Thursday, March 12, 2009

The Bible ala N.T. Wright

I just finished N.T. Wright's Suprised by Hope last night. Absolutely one of the best reads for me in a long time. The point of Christianity is not, as he argues, to get to heaven, but to partake in the new creation that God is bringing about most notably through Jesus' resurrection, but also that the Church continues to witness to in its mission.

Wright writes the following about the Bible, and this passage is fine example of his engaging writing (Surprised by Hope, pp 282-283).
The Bible as a whole thus does what it does best when read from the perspective of new creation. And it is designed not only to tell us about that work of new creation, as though from a detached perspective, not only to provide us with true information about God's fresh, resurrection life, but also to foster that work of new creation in the churches, groups, and individuals who read it, who define themselves in terms of the Jesus they meet in it, who it to shape their lives.
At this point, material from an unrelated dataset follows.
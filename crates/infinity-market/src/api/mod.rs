//! API clients for market data providers

pub mod alpha_vantage;

pub use alpha_vantage::{AlphaVantageClient, Bar, QuoteTransport, SeriesRequest};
The Bible is thus the story of creation and new creation, and it is itself, through the continuing work of the Spirit who inspired it, an instrument of new creation in human lives and communities.

The Bible is not, in other words, simply a list of true doctrines or a collection of proper moral commands--though it includes plenty of both. The Bible is not simply the record of what various people thought as they struggled to know God and follow him, though it is that as well. It is not simply the record of past revelations, as though what mattered were to study such things in the hopes that one might have one for oneself. It is the book whose whole narrative is about new creation, that is, about resurrection, so that when each of the gospels end with the raising of Jesus from the dead, and when Revelation ends with new heavens and new earth populated by God's people risen from the dead, this should come not as a surprise, but as the ultimate fulfillment of what the story had been about all along. (This, by the way, is deep-level reason why the other gospels were not included in the canon. It isn't that they were the really exciting or subversive bits that the early church excluded in the interests of power and control. They were the books that had stopped talking about new creation and were offering a private, detached spirituality instead. The sudden enthusiasm for these other gospels in certain quarters of the Western world in our own day is a token not of the rediscovery of genuine Christianity but of the desperate attempts to avoid it. New creation is far more demanding--though, ultimately, of course, far more exhilarating--than Gnostic escapism.)

Thus, just as the proclamation of Jesus as Lord results in men, women, and children coming to trust and obey him in the power of the Spirit and to find their lives transformed by his saving lordship, so the telling of the story of new creation, of covenant and new covenant, doesn't just inform the hearers about this narrative. It invites them into it, enfolds them within it, assures them of their membership in it, and equips them for their tasks in pursuit of its goal.

5 comments:

Steven Carr said...

Gnostics would resort to escapism by writing such things as 'Who will rescue me from this body of death?'

GeekChurch said...

Steven,
Help me out here... are you saying Paul was a gnostic? Or something else?

Pastor Joelle said...

I've just begun the book. I think he's right but it's going to be a hard sell to get fight some of these ingrain unscriptural notions. Even I was a little chagrined when he pointed out the errors in some of my favorite hymns. I got in a lot of trouble one time when I suggested maybe our loved ones aren't up in heaven looking down on us right now.

GeekChurch said...

It might be a hard sell, but I think there are ways and opportunities to speak about what Wright is trying to argue. For instance, I have started conversations with people I trust in the congregation saying something like, "So I am reading this book by NT Wright who argues for..." and that opens our conversation.

The other thing is that in sermons, I have stopped talking about heaven. Instead I might talk about eternal life, or life in the Trinity... or I will be clear about the life of faith lived now, pointing to the continued inbreaking of the kingdom... about our dying to sin and rising to new life now. The Church didn't get here overnight, nor will it change back overnight.

Diane M. Roth said...

I think you can still talk about heaven, but, wait a minute, maybe you can't. The problem being that "heaven" when we die has become an ultimate goal, rather than what Wright is talking about, which I think, is the true ultimate hope. Every week we say in the creed that we believe in "the resurrection of the body"; I think people don't really think about what they mean by that.

If there's a "heaven when we die," that's not meant to be our hope. The new creation, as Wright says, is meant to be our hope.

I haven't read the book, by the way. Just looking at purchasing Simply Christian. Have you read that one?